①欧米の植民地支配、②戦後の独立と大国支配の影、③ベトナム戦争における東アジアの分断、④67年ASEAN結成と中立地帯宣言、⑤ベトナム戦争勝利、⑥社会主義をめざすベトナムをASEANに、⑦東アジア経済の成長とアメリカをふくむAPECの結成、⑧97年アジア通貨危機におけるアメリカへの見限り、⑨05年第1回東アジアサミット。
会議の存在自体が、東アジアのアメリカ離れを意味し、またASEANのような小国たちが世界構造変革の主人公として立ち現れていることの証明となる。
NHKスペシャル「インドの衝撃・第2回・11億の消費パワー」を見る。
急速な経済成長のもとで、「中間階級」が増えている。

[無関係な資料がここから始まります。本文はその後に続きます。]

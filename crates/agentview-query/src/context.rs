//! Dependencies shared by every controller

use crate::signals::RevalidationSignals;
use agentview_cache::CacheStore;
use agentview_core::ClientConfig;

/// Handle bundle passed explicitly into each controller
///
/// Constructed once at application start; tests build isolated instances.
#[derive(Debug, Clone, Default)]
pub struct QueryContext {
    /// Shared snapshot cache
    pub cache: CacheStore,
    /// Focus/reconnect trigger hub
    pub signals: RevalidationSignals,
}

impl QueryContext {
    /// Create context from its parts
    #[inline]
    #[must_use]
    pub fn new(cache: CacheStore, signals: RevalidationSignals) -> Self {
        Self { cache, signals }
    }

    /// Create context with a cache sized by configuration
    #[must_use]
    pub fn from_config(config: &ClientConfig) -> Self {
        Self::new(
            CacheStore::new(config.cache_ttl, config.cache_capacity),
            RevalidationSignals::default(),
        )
    }
}
//! Lenient decoding of server-reported fields
//!
//! The status endpoint and the push channel report the same fields with
//! loose typing: progress may be fractional or out of range, errors may be
//! strings or objects. Both paths decode through these helpers.

use serde::{Deserialize, Deserializer};
use serde_json::Value;

/// Round and clamp a reported progress value to 0..=100
#[allow(clippy::cast_possible_truncation, clippy::cast_sign_loss)]
#[must_use]
pub fn clamp_progress(progress: f64) -> u8 {
    if progress.is_nan() {
        return 0;
    }
    progress.round().clamp(0.0, 100.0) as u8
}

/// Human-readable text of a reported error
///
/// Strings pass through; objects yield their `message` or `detail`; anything
/// else is serialized.
#[must_use]
pub fn error_text(value: Value) -> String {
    match value {
        Value::String(text) => text,
        Value::Object(ref map) => map
            .get("message")
            .or_else(|| map.get("detail"))
            .and_then(Value::as_str)
            .map_or_else(|| value.to_string(), str::to_string),
        other => other.to_string(),
    }
}

/// Deserialize progress from any JSON number (or numeric string); null is 0
///
/// # Errors
/// - When the value is neither a number, a numeric string nor null
pub fn progress<'de, D: Deserializer<'de>>(d: D) -> Result<u8, D::Error> {
    match Value::deserialize(d)? {
        Value::Null => Ok(0),
        Value::Number(n) => Ok(n.as_f64().map_or(0, clamp_progress)),
        Value::String(s) => s
            .trim()
            .parse::<f64>()
            .map(clamp_progress)
            .map_err(|_| serde::de::Error::custom(format!("invalid progress: {s:?}"))),
        other => Err(serde::de::Error::custom(format!("invalid progress: {other}"))),
    }
}

/// Deserialize an optional error from a string, an object or any JSON value
///
/// # Errors
/// - Only when the input is not valid JSON
pub fn error<'de, D: Deserializer<'de>>(d: D) -> Result<Option<String>, D::Error> {
    Ok(Option::<Value>::deserialize(d)?
        .filter(|value| !value.is_null())
        .map(error_text))
}
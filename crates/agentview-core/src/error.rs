//! Error types for the agentview sync core
//!
//! One taxonomy shared by every layer:
//! - Transport failures (server unreachable, timeouts)
//! - Non-2xx HTTP responses with optional structured detail
//! - Malformed payloads (push messages, response bodies, config documents)
//! - Server-reported failure of an analysis session

/// Main client error type
///
/// `Clone` so that it can live inside observable state snapshots and be
/// handed to user callbacks without giving up ownership.
#[derive(Debug, Clone, PartialEq, Eq, thiserror::Error)]
pub enum ClientError {
    /// Transport unreachable, connection reset or timed out
    #[error("network error: {0}")]
    Network(String),

    /// Server answered with a non-2xx status
    #[error("http error {status}: {}", .detail.as_deref().unwrap_or("no detail"))]
    Http {
        /// HTTP status code
        status: u16,
        /// Structured detail extracted from the response body
        detail: Option<String>,
    },

    /// Malformed payload
    #[error("parse error: {0}")]
    Parse(String),

    /// The analysis itself failed on the server
    #[error("session failed: {0}")]
    Session(String),

    /// Invalid client configuration
    #[error("configuration error: {0}")]
    Config(String),

    /// Operation cancelled before completion
    #[error("operation cancelled")]
    Cancelled,
}

impl ClientError {
    /// Create an HTTP error
    #[inline]
    #[must_use]
    pub fn http(status: u16, detail: Option<String>) -> Self {
        Self::Http { status, detail }
    }

    /// HTTP status carried by the error, if any
    #[inline]
    #[must_use]
    pub fn status(&self) -> Option<u16> {
        match self {
            Self::Http { status, .. } => Some(*status),
            _ => None,
        }
    }

    /// Check if retrying the same request may succeed
    #[inline]
    #[must_use]
    pub fn is_retryable(&self) -> bool {
        match self {
            Self::Network(_) => true,
            Self::Http { status, .. } => *status >= 500,
            _ => false,
        }
    }

    /// Check if the error ends the analysis session
    #[inline]
    #[must_use]
    pub fn is_terminal_for_session(&self) -> bool {
        matches!(self, Self::Session(_))
    }
}

impl From<serde_json::Error> for ClientError {
    fn from(err: serde_json::Error) -> Self {
        Self::Parse(err.to_string())
    }
}

/// Result alias used across the workspace
pub type ClientResult<T> = Result<T, ClientError>;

メイドを雇い、家電製品を買い、巨大スーパーに足をはこび、欧米風のファッションや体型にあこがれる。日立現地法人の社長も「インドは特別な市場でなく、世界共通の市場に変わって来ている」と受け止める。
ただし「中間階級」の内実はきわめて幅の広いものとなっている。富裕層と貧困層の「中間」である。貧困層の定義は年収2000ドル以下(24万円以下)で、インド全人口の65%。
つまり「中間階級」は年収25万円以上から数千万円までの幅をもつ。
巨大都市ムンバイでも、人口の55%がスラムに暮らす。1日1ドル以下での生活も珍しくない。しかし、インドの全国チェーンスーパー「ビッグ・バザール」は、スラムの横に巨大スーパーを建てていく。
「貧困層の富裕化は急速ではないが、数が多いので、わずかな上昇が合計すれば巨大な変化につながる」。そう語るのは、ゴールドマンサックスのアナリストとして「BRICsレポート」を書いた、いまだ20代の女性である。
内部に様々な問題をかかえつつも、確かに巨大な変化が、社会の全範囲を包み込みつつあるように見える。